Когда Жрец сказал это, отец подошел к столу, где лежали таблички и другие письменные принадлежности. За этим столом сидели мы с Лисом. Отец наклонился, и Лис что-то шепнул ему на ухо.
— Хорошо сказано, грек! — воскликнул отец. — Повтори-ка это служителю Унгит!
— С царского позволения, — сказал Лис, вставая, — не следует придавать слишком много значения россказням пастуха. В руках у него был факел, следовательно, лев должен был отбрасывать большую черную тень. Человек этот был испуган и не вполне проснулся. Тень показалась ему чудовищной тварью.
— Это все греческая премудрость, — перебил его Жрец. — А у нас в Гломе не принято спрашивать мнения раба, даже если он — царский любимчик.
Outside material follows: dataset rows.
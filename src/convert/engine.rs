use std::path::{Path, PathBuf};

use serde::Serialize;
use tracing::{debug, info};

use crate::convert::assembler::RecordAssembler;
use crate::convert::strand::{StrandResolver, StrandThresholds};
use crate::convert::sync::{ManifestSource, SampleStream, Synchronizer};
use crate::convert::ConvertError;
use crate::core::types::SyncMode;
use crate::output::vcf::VcfWriter;
use crate::output::{OutputTarget, RecordSink};
use crate::parsing::manifest::ManifestReader;
use crate::parsing::reference::{open_reference, ReferenceAccessor};
use crate::parsing::report::ReportReader;
use crate::utils::validation::{find_duplicate_name, sample_name_from_path};

/// Configuration for a conversion run
#[derive(Debug, Clone, Default)]
pub struct ConversionConfig {
    /// How sample streams are matched to the manifest
    pub mode: SyncMode,
    /// Silence data-quality warnings; fatal errors are always reported
    pub suppress_warnings: bool,
    pub thresholds: StrandThresholds,
}

/// Counters reported at the end of a run
#[derive(Debug, Clone, Default, PartialEq, Eq, Serialize)]
pub struct ConversionSummary {
    pub samples: usize,
    pub manifest_records: u64,
    pub written: u64,
    /// Manifest records the primary sample did not report
    pub dropped: u64,
    /// Primary-sample probes absent from the manifest
    pub not_found: u64,
    /// Probes whose context matched the reference on neither strand
    pub context_mismatches: u64,
    /// Probes whose reference base is neither probe allele
    pub reference_mismatches: u64,
    pub mito_excluded: u64,
    pub duplicate_names: u64,
}

/// Input and output paths of a file-to-file conversion
#[derive(Debug, Clone)]
pub struct ConversionPaths {
    /// Report files in sample order
    pub reports: Vec<PathBuf>,
    pub manifest: PathBuf,
    pub reference: PathBuf,
    /// Output VCF; `-` for stdout
    pub output: PathBuf,
}

/// Drives synchronized probes through assembly into a sink
pub struct ConversionEngine<'a> {
    reference: &'a dyn ReferenceAccessor,
    config: ConversionConfig,
}

impl<'a> ConversionEngine<'a> {
    pub fn new(reference: &'a dyn ReferenceAccessor, config: ConversionConfig) -> Self {
        Self { reference, config }
    }

    /// Build a synchronizer over in-memory or file-backed sources
    ///
    /// # Errors
    ///
    /// Returns `SyncError::NoSamples` if `samples` is empty.
    pub fn synchronizer(
        &self,
        manifest: ManifestSource,
        samples: Vec<SampleStream>,
    ) -> Result<Synchronizer, ConvertError> {
        Ok(Synchronizer::new(
            self.config.mode,
            manifest,
            samples,
            self.config.suppress_warnings,
        )?)
    }

    /// Consume every synchronized probe, writing one record per probe.
    ///
    /// The first fatal error aborts the run; records already written stay in
    /// the sink.
    ///
    /// # Errors
    ///
    /// Returns the first parse, ordering, reference, or sink error.
    pub fn run(
        &self,
        mut sync: Synchronizer,
        sink: &mut dyn RecordSink,
    ) -> Result<ConversionSummary, ConvertError> {
        let samples = sync.sample_names().len();
        let resolver = StrandResolver::new(
            self.reference,
            self.config.thresholds,
            self.config.suppress_warnings,
        );
        let assembler = RecordAssembler::new(resolver, samples);

        let mut summary = ConversionSummary {
            samples,
            ..ConversionSummary::default()
        };
        for probe in sync.by_ref() {
            let probe = probe?;
            let prepared = assembler.prepare(&probe.manifest)?;
            if !prepared.orientation.is_resolved() {
                summary.context_mismatches += 1;
            }
            if !prepared.harmonized.reference_is_probe_allele() {
                summary.reference_mismatches += 1;
            }
            let record = assembler.assemble(&probe, &prepared)?;
            sink.write_record(&record)?;
            summary.written += 1;
        }

        let stats = sync.stats();
        summary.manifest_records = stats.manifest_records;
        summary.dropped = stats.dropped;
        summary.not_found = stats.not_found;
        summary.mito_excluded = stats.mito_excluded;
        summary.duplicate_names = stats.duplicate_names;

        info!(
            written = summary.written,
            manifest = summary.manifest_records,
            dropped = summary.dropped,
            not_found = summary.not_found,
            "Conversion finished"
        );
        Ok(summary)
    }
}

/// Convert report files against a manifest and reference into a VCF file
///
/// # Errors
///
/// Returns an error if any input cannot be opened or parsed, two reports map
/// to the same sample name, or the run hits a fatal condition.
pub fn convert_files(
    paths: &ConversionPaths,
    config: ConversionConfig,
) -> Result<ConversionSummary, ConvertError> {
    let names: Vec<String> = paths
        .reports
        .iter()
        .map(|path| sample_name_from_path(path))
        .collect();
    if let Some(name) = find_duplicate_name(&names) {
        return Err(ConvertError::DuplicateSample(name.to_string()));
    }

    let reference = open_reference(&paths.reference)?;
    let manifest = ManifestReader::from_path(&paths.manifest)?;
    debug!(schema = ?manifest.schema(), path = %paths.manifest.display(), "Opened manifest");

    let mut samples = Vec::with_capacity(paths.reports.len());
    for (path, name) in paths.reports.iter().zip(&names) {
        let report = ReportReader::from_path(path)?;
        debug!(sample = %name, schema = ?report.schema(), "Opened report");
        samples.push(SampleStream::new(name.clone(), Box::new(report)));
    }

    let engine = ConversionEngine::new(reference.as_ref(), config);
    let sync = engine.synchronizer(Box::new(manifest), samples)?;

    let target = OutputTarget::create(&paths.output)?;
    let mut writer = VcfWriter::new(target, &names)?;
    let summary = engine.run(sync, &mut writer)?;
    writer.into_inner()?.finish()?;
    Ok(summary)
}

/// Convenience wrapper taking individual paths
///
/// # Errors
///
/// See [`convert_files`].
pub fn convert(
    reports: &[PathBuf],
    manifest: &Path,
    reference: &Path,
    output: &Path,
    config: ConversionConfig,
) -> Result<ConversionSummary, ConvertError> {
    convert_files(
        &ConversionPaths {
            reports: reports.to_vec(),
            manifest: manifest.to_path_buf(),
            reference: reference.to_path_buf(),
            output: output.to_path_buf(),
        },
        config,
    )
}

#[cfg(test)]
mod tests {
    use super::*;
    use crate::core::manifest::ManifestRecord;
    use crate::core::record::OutputRecord;
    use crate::core::report::ReportRecord;
    use crate::core::types::Strand;
    use crate::parsing::reference::InMemoryReference;

    const CHR1: &str = "TTTTTTTTTTGGGGGGGGGACATGCATGCA";

    fn manifest(records: Vec<ManifestRecord>) -> ManifestSource {
        Box::new(records.into_iter().map(Ok))
    }

    fn probe(name: &str, chrom: &str, pos: u64) -> ManifestRecord {
        let mut m = ManifestRecord::for_test(name, chrom, pos, ("A", "G"), Strand::Top);
        m.seq_before = "TGGGGGGGGG".to_string();
        m.seq_after = "CATGCATGCA".to_string();
        m
    }

    #[test]
    fn test_run_counts() {
        let reference = InMemoryReference::from_sequences([("chr1", CHR1), ("chrM", CHR1)]);
        let engine = ConversionEngine::new(&reference, ConversionConfig::default());

        let records = vec![probe("rs1", "1", 20), probe("mt1", "MT", 20), probe("rs2", "1", 20)];
        let samples = vec![SampleStream::new(
            "s1",
            Box::new(
                vec![
                    ReportRecord::for_test("rs1", "1", 20, ("A", "G")),
                    ReportRecord::for_test("mt1", "MT", 20, ("A", "A")),
                ]
                .into_iter()
                .map(Ok),
            ),
        )];
        let sync = engine.synchronizer(manifest(records), samples).unwrap();

        let mut sink: Vec<OutputRecord> = Vec::new();
        let summary = engine.run(sync, &mut sink).unwrap();

        assert_eq!(sink.len(), 1);
        assert_eq!(sink[0].samples[0].genotype.to_string(), "0/1");
        assert_eq!(summary.written, 1);
        assert_eq!(summary.mito_excluded, 1);
        assert_eq!(summary.manifest_records, 3);
        assert_eq!(summary.context_mismatches, 0);
        assert_eq!(summary.reference_mismatches, 0);
    }

    #[test]
    fn test_run_counts_reference_mismatch() {
        let reference = InMemoryReference::from_sequences([("chr1", CHR1)]);
        let engine = ConversionEngine::new(&reference, ConversionConfig::default());

        // Reference base at 20 is A; the probe reports C/G
        let mut record = probe("rs1", "1", 20);
        record.allele_a = "C".to_string();
        let samples = vec![SampleStream::new(
            "s1",
            Box::new(vec![ReportRecord::for_test("rs1", "1", 20, ("C", "G"))].into_iter().map(Ok)),
        )];
        let sync = engine.synchronizer(manifest(vec![record]), samples).unwrap();

        let mut sink: Vec<OutputRecord> = Vec::new();
        let summary = engine.run(sync, &mut sink).unwrap();
        assert_eq!(summary.reference_mismatches, 1);
        assert_eq!(sink[0].alternates, vec!["C", "G"]);
        assert_eq!(sink[0].samples[0].genotype.to_string(), "1/2");
    }

    #[test]
    fn test_run_counts_context_mismatch() {
        let reference = InMemoryReference::from_sequences([("chr1", CHR1)]);
        let config = ConversionConfig {
            suppress_warnings: true,
            ..ConversionConfig::default()
        };
        let engine = ConversionEngine::new(&reference, config);

        let mut unrelated = probe("rs1", "1", 20);
        unrelated.seq_before = "CCCCCCCCCCCC".to_string();
        unrelated.seq_after = "ACACACACACAC".to_string();
        let samples = vec![SampleStream::new(
            "s1",
            Box::new(vec![ReportRecord::for_test("rs1", "1", 20, ("A", "A"))].into_iter().map(Ok)),
        )];
        let sync = engine.synchronizer(manifest(vec![unrelated]), samples).unwrap();

        let mut sink: Vec<OutputRecord> = Vec::new();
        let summary = engine.run(sync, &mut sink).unwrap();
        assert_eq!(summary.context_mismatches, 1);
        assert_eq!(summary.reference_mismatches, 0);
        assert_eq!(sink.len(), 1);
    }
}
Пусть это была тень — что с того? Многие полагают, что Чудище и есть тень. Но если эта тень придет к нам в город, всем нам не поздоровится. Ты сам ведешь свой род от богов, и тебе нечего бояться. Но простые люди устроены иначе. Страх сделает их неуправляемыми, и даже мое слово не сможет остановить их. Они сожгут твой дворец у тебя на глазах. Они сожгут тебя вместе с ним. Принеси Великую Жертву — и ничего этого не случится.
— Но как это делается? — спросил Царь. — На моей памяти Великую Жертву не приносили ни разу.
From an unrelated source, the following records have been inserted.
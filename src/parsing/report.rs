//! Parser for per-sample genotype reports (tab-delimited).
//!
//! Reports may open with a `[Header]` block and a `[Data]` marker; the first
//! line starting with `SNP Name` is the column header and selects one
//! [`ReportSchema`]. A `SNP Name` header that matches no known layout is fatal.
//!
//! | Schema | Calls | Columns |
//! |--------|-------|---------|
//! | `ForwardWithIntensity` | forward | SNP Name, Chromosome, Position, Al1Fwd, Al2Fwd, X, Y, B Allele Freq, Log R Ratio |
//! | `Forward` | forward | SNP Name, Chromosome, Position, Allele1 - Forward, Allele2 - Forward, B Allele Freq, Log R Ratio |
//! | `Top` | TOP strand | SNP Name, Chromosome, Position, Allele1 - Top, Allele2 - Top, B Allele Freq, Log R Ratio |
//! | `FinalReport` | forward | SNP Name, Sample ID, Allele1 - Forward, Allele2 - Forward, Chr, Position, B Allele Freq, Log R Ratio |

use std::io::{BufRead, Lines};
use std::path::Path;

use tracing::debug;

use crate::core::chrom::is_placeholder_chromosome;
use crate::core::report::ReportRecord;
use crate::parsing::{open_text, trim_line_end, ParseError};

const HEADER_PREFIX: &str = "SNP Name";

const FORWARD_WITH_INTENSITY_COLUMNS: &[&str] = &[
    "SNP Name",
    "Chromosome",
    "Position",
    "Al1Fwd",
    "Al2Fwd",
    "X",
    "Y",
    "B Allele Freq",
    "Log R Ratio",
];

const FORWARD_COLUMNS: &[&str] = &[
    "SNP Name",
    "Chromosome",
    "Position",
    "Allele1 - Forward",
    "Allele2 - Forward",
    "B Allele Freq",
    "Log R Ratio",
];

const TOP_COLUMNS: &[&str] = &[
    "SNP Name",
    "Chromosome",
    "Position",
    "Allele1 - Top",
    "Allele2 - Top",
    "B Allele Freq",
    "Log R Ratio",
];

const FINAL_REPORT_COLUMNS: &[&str] = &[
    "SNP Name",
    "Sample ID",
    "Allele1 - Forward",
    "Allele2 - Forward",
    "Chr",
    "Position",
    "B Allele Freq",
    "Log R Ratio",
];

/// Column positions of the fields a report must provide
#[derive(Debug, Clone, Copy)]
struct ColumnLayout {
    probe: usize,
    chromosome: usize,
    position: usize,
    allele1: usize,
    allele2: usize,
    b_allele_freq: usize,
    log_r_ratio: usize,
    /// Numeric columns that are validated but not kept
    validated: &'static [(usize, &'static str)],
}

/// Recognized report column layouts
#[derive(Debug, Clone, Copy, PartialEq, Eq)]
pub enum ReportSchema {
    ForwardWithIntensity,
    Forward,
    Top,
    FinalReport,
}

impl ReportSchema {
    pub const ALL: [Self; 4] = [
        Self::ForwardWithIntensity,
        Self::Forward,
        Self::Top,
        Self::FinalReport,
    ];

    #[must_use]
    pub fn columns(self) -> &'static [&'static str] {
        match self {
            Self::ForwardWithIntensity => FORWARD_WITH_INTENSITY_COLUMNS,
            Self::Forward => FORWARD_COLUMNS,
            Self::Top => TOP_COLUMNS,
            Self::FinalReport => FINAL_REPORT_COLUMNS,
        }
    }

    #[must_use]
    pub fn field_count(self) -> usize {
        self.columns().len()
    }

    /// Whether allele calls in this layout are on the forward strand
    #[must_use]
    pub fn is_forward(self) -> bool {
        !matches!(self, Self::Top)
    }

    fn layout(self) -> ColumnLayout {
        match self {
            Self::ForwardWithIntensity => ColumnLayout {
                probe: 0,
                chromosome: 1,
                position: 2,
                allele1: 3,
                allele2: 4,
                b_allele_freq: 7,
                log_r_ratio: 8,
                validated: &[(5, "X"), (6, "Y")],
            },
            Self::Forward | Self::Top => ColumnLayout {
                probe: 0,
                chromosome: 1,
                position: 2,
                allele1: 3,
                allele2: 4,
                b_allele_freq: 5,
                log_r_ratio: 6,
                validated: &[],
            },
            Self::FinalReport => ColumnLayout {
                probe: 0,
                chromosome: 4,
                position: 5,
                allele1: 2,
                allele2: 3,
                b_allele_freq: 6,
                log_r_ratio: 7,
                validated: &[],
            },
        }
    }

    /// Select the layout from a header line
    ///
    /// # Errors
    ///
    /// Returns `ParseError::UnexpectedHeader` if the columns match no known layout.
    pub fn detect(header: &str) -> Result<Self, ParseError> {
        let columns: Vec<&str> = header.trim_end().split('\t').map(str::trim).collect();
        Self::ALL
            .into_iter()
            .find(|schema| schema.columns() == columns.as_slice())
            .ok_or_else(|| ParseError::UnexpectedHeader(header.trim_end().to_string()))
    }

    /// Parse one data line
    ///
    /// # Errors
    ///
    /// Returns `ParseError::FieldCount` on a wrong number of columns, or
    /// `ParseError::InvalidNumber` if a numeric column does not parse.
    pub fn parse_line(self, line: &str, line_num: usize) -> Result<ReportRecord, ParseError> {
        let fields: Vec<&str> = line.split('\t').map(str::trim).collect();
        if fields.len() != self.field_count() {
            return Err(ParseError::FieldCount {
                line: line_num,
                expected: self.field_count(),
                found: fields.len(),
            });
        }

        let layout = self.layout();
        let chromosome = fields[layout.chromosome].to_string();

        // No-call rows may leave the position blank
        let position = match fields[layout.position].parse::<u64>() {
            Ok(position) => position,
            Err(_) if is_placeholder_chromosome(&chromosome) => 0,
            Err(_) => {
                return Err(ParseError::InvalidNumber {
                    line: line_num,
                    field: "Position",
                    value: fields[layout.position].to_string(),
                })
            }
        };

        for &(index, field) in layout.validated {
            parse_float(fields[index], field, line_num)?;
        }

        Ok(ReportRecord {
            probe: fields[layout.probe].to_string(),
            chromosome,
            position,
            allele1: fields[layout.allele1].to_uppercase(),
            allele2: fields[layout.allele2].to_uppercase(),
            b_allele_freq: parse_float(fields[layout.b_allele_freq], "B Allele Freq", line_num)?,
            log_r_ratio: parse_float(fields[layout.log_r_ratio], "Log R Ratio", line_num)?,
            forward: self.is_forward(),
        })
    }
}

fn parse_float(value: &str, field: &'static str, line_num: usize) -> Result<f64, ParseError> {
    value.parse().map_err(|_| ParseError::InvalidNumber {
        line: line_num,
        field,
        value: value.to_string(),
    })
}

/// Lazy reader over the data lines of one sample's report
pub struct ReportReader<R> {
    lines: Lines<R>,
    schema: ReportSchema,
    line_num: usize,
    finished: bool,
}

impl ReportReader<Box<dyn BufRead + Send>> {
    /// Open a report file (plain or gzip)
    ///
    /// # Errors
    ///
    /// Returns `ParseError::Io` if the file cannot be read, or a header error
    /// if no recognized header line is found.
    pub fn from_path(path: &Path) -> Result<Self, ParseError> {
        Self::new(open_text(path)?)
    }
}

impl<R: BufRead> ReportReader<R> {
    /// Skip any preamble and select the schema from the header line
    ///
    /// # Errors
    ///
    /// Returns `ParseError::UnexpectedHeader` if the `SNP Name` line does not
    /// match a known layout, or `ParseError::MissingHeader` if there is none.
    pub fn new(reader: R) -> Result<Self, ParseError> {
        let mut lines = reader.lines();
        let mut line_num = 0;

        while let Some(line) = lines.next() {
            let line = line?;
            line_num += 1;
            let line = trim_line_end(&line);
            if line.starts_with(HEADER_PREFIX) {
                let schema = ReportSchema::detect(line)?;
                debug!(?schema, line = line_num, "Detected report layout");
                return Ok(Self {
                    lines,
                    schema,
                    line_num,
                    finished: false,
                });
            }
        }

        Err(ParseError::MissingHeader)
    }

    #[must_use]
    pub fn schema(&self) -> ReportSchema {
        self.schema
    }
}

impl<R: BufRead> Iterator for ReportReader<R> {
    type Item = Result<ReportRecord, ParseError>;

    fn next(&mut self) -> Option<Self::Item> {
        while !self.finished {
            let line = match self.lines.next() {
                Some(Ok(line)) => line,
                Some(Err(e)) => {
                    self.finished = true;
                    return Some(Err(e.into()));
                }
                None => {
                    self.finished = true;
                    return None;
                }
            };
            self.line_num += 1;

            let line = trim_line_end(&line);
            if line.trim().is_empty() {
                continue;
            }

            let parsed = self.schema.parse_line(line, self.line_num);
            if parsed.is_err() {
                self.finished = true;
            }
            return Some(parsed);
        }
        None
    }
}

#[cfg(test)]
mod tests {
    use super::*;
    use std::io::Cursor;

    #[test]
    fn test_detect_all_schemas() {
        for schema in ReportSchema::ALL {
            let header = schema.columns().join("\t");
            assert_eq!(ReportSchema::detect(&header).unwrap(), schema);
        }
    }

    #[test]
    fn test_detect_unknown_header() {
        let header = "SNP Name\tChromosome\tPosition\tGType";
        assert!(matches!(
            ReportSchema::detect(header),
            Err(ParseError::UnexpectedHeader(_))
        ));
    }

    #[test]
    fn test_parse_forward_with_intensity() {
        let text = "SNP Name\tChromosome\tPosition\tAl1Fwd\tAl2Fwd\tX\tY\tB Allele Freq\tLog R Ratio\n\
                    rs1\t1\t100\ta\tG\t0.5\t0.6\t0.4912\t-0.0123\n\
                    \n\
                    rs2\t0\t0\t-\t-\t0.0\t0.0\tNaN\tNaN\n";

        let reader = ReportReader::new(Cursor::new(text)).unwrap();
        assert_eq!(reader.schema(), ReportSchema::ForwardWithIntensity);
        let records: Vec<_> = reader.collect::<Result<_, _>>().unwrap();
        assert_eq!(records.len(), 2);

        let first = &records[0];
        assert_eq!(first.probe, "rs1");
        assert_eq!(first.chromosome, "1");
        assert_eq!(first.position, 100);
        assert_eq!(first.allele1, "A");
        assert_eq!(first.allele2, "G");
        assert!((first.b_allele_freq - 0.4912).abs() < 1e-12);
        assert!((first.log_r_ratio + 0.0123).abs() < 1e-12);
        assert!(first.forward);

        assert!(records[1].is_placeholder());
        assert!(records[1].b_allele_freq.is_nan());
    }

    #[test]
    fn test_parse_final_report_with_preamble() {
        let text = "[Header]\nGSGT Version\t2.0.4\nNum SNPs\t2\n[Data]\n\
                    SNP Name\tSample ID\tAllele1 - Forward\tAllele2 - Forward\tChr\tPosition\tB Allele Freq\tLog R Ratio\n\
                    rs1\tS1\tA\tA\t1\t100\t0.01\t0.2\n";

        let records: Vec<_> = ReportReader::new(Cursor::new(text))
            .unwrap()
            .collect::<Result<_, _>>()
            .unwrap();
        assert_eq!(records.len(), 1);
        assert_eq!(records[0].chromosome, "1");
        assert_eq!(records[0].position, 100);
        assert_eq!(records[0].allele1, "A");
    }

    #[test]
    fn test_top_schema_is_not_forward() {
        let text = "SNP Name\tChromosome\tPosition\tAllele1 - Top\tAllele2 - Top\tB Allele Freq\tLog R Ratio\n\
                    rs1\tXY\t5\tA\tG\t0.5\t0.1\n";
        let records: Vec<_> = ReportReader::new(Cursor::new(text))
            .unwrap()
            .collect::<Result<_, _>>()
            .unwrap();
        assert!(!records[0].forward);
        assert_eq!(records[0].chromosome, "XY");
    }

    #[test]
    fn test_blank_position_only_allowed_on_placeholders() {
        let placeholder = ReportSchema::Forward
            .parse_line("rs1\t0\t\t-\t-\t0\t0", 3)
            .unwrap();
        assert_eq!(placeholder.position, 0);

        assert!(matches!(
            ReportSchema::Forward.parse_line("rs1\t1\t\tA\tA\t0\t0", 4),
            Err(ParseError::InvalidNumber { field: "Position", line: 4, .. })
        ));
    }

    #[test]
    fn test_unparseable_numbers_are_fatal() {
        assert!(matches!(
            ReportSchema::Forward.parse_line("rs1\t1\t100\tA\tA\tabc\t0", 2),
            Err(ParseError::InvalidNumber { field: "B Allele Freq", .. })
        ));
        assert!(matches!(
            ReportSchema::ForwardWithIntensity.parse_line("rs1\t1\t100\tA\tA\tx\t0\t0\t0", 2),
            Err(ParseError::InvalidNumber { field: "X", .. })
        ));
    }

    #[test]
    fn test_wrong_field_count_stops_reader() {
        let text = "SNP Name\tChromosome\tPosition\tAllele1 - Top\tAllele2 - Top\tB Allele Freq\tLog R Ratio\n\
                    rs1\t1\t5\tA\n\
                    rs2\t1\t6\tA\tG\t0.5\t0.1\n";
        let mut reader = ReportReader::new(Cursor::new(text)).unwrap();
        assert!(matches!(
            reader.next(),
            Some(Err(ParseError::FieldCount { line: 2, expected: 7, found: 4 }))
        ));
        assert!(reader.next().is_none());
    }

    #[test]
    fn test_missing_header() {
        assert!(matches!(
            ReportReader::new(Cursor::new("rs1\t1\t100\n")),
            Err(ParseError::MissingHeader)
        ));
    }
}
— Ее приносят не в Доме Унгит, — объяснил Жрец. — Жертву отдают Чудищу. Тайное знание говорит, что Чудище — сын Унгит, или сама Унгит, или они оба в одном лице. Жертву отводят на вершину Горы, привязывают к Священному Древу и оставляют. Чудище приходит за ней само. Вот почему ты оскорбил Унгит, Царь, предложив ей в жертву вора. Великая Жертва должна быть чистой, ибо она становится женихом Унгит, если это мужчина, или невестой ее сына, если это — женщина. Когда жертва мужского пола, то в Чудище вселяется Унгит, когда женского — сын Унгит, и Чудище возлегает с жертвой. Но Великую Жертву называют также Ужином Унгит, потому что Чудище пожирает ее… а может, и нет… много разного говорят об этом. Это — великая тайна, величайшая. Некоторые утверждают, что для Чудища пожирать и любить — одно и то же. Ибо на священном языке мы говорим, что, когда женщина возлегает с мужчиной, она пожирает его. Вот почему ты заблуждаешься Царь, полагая, будто жалкий вор, или дряхлый раб, или трус, сдавшийся во время битвы, могут послужить Великой Жертвой. Самое чистое создание в наших краях — и то будет недостойно сочетаться с Чудищем.
Я заметила, что лоб отца покрылся испариной. В зале витало ощущение чего-то святого, таинственного и ужасного. И тут Лис не выдержал.
— Хозяин! — вскричал он. — Позволь мне сказать!
— Говори! — разрешил Царь.
— Неужели не ясно, хозяин, что служитель Унгит говорит бессмыслицу? Тень него — это животное, которое притом еще и богиня и бог в одном лице, и любит оно пожирая предмет любви! Да шестилетний ребенок не поверит таким сказкам! Еще недавно Жрец говорил нам, что в жертву должен быть принесен проклятый — иными словами, самый плохой и гнусный из наших граждан. Теперь же он говорит, что супругом Чудища может стать только самое чистое существо во всем нашем краю, для него это будет не наказанием, а великой честью. Спроси его, где же здесь правда. Он противоречит сам себе!
Когда Лис только начал говорить, в моей груди проснулась надежда, но когда он смолк, эта надежда умерла. Лис повел свою речь не так, как было нужно. Я знаю что с ним случилось: он забыл о своей обычной осторожности, забыл даже в какой то степени о своей любви к Психее, о желании спасти ее. Просто слова Жреца настолько противоречили здравому смыслу, что грек не выдержал и вспылил. (Мне довело узнать позже, что не только греки, но и все люди, наделенные ясным рассудком живой речью, поступают в подобных случаях так же неосторожно.)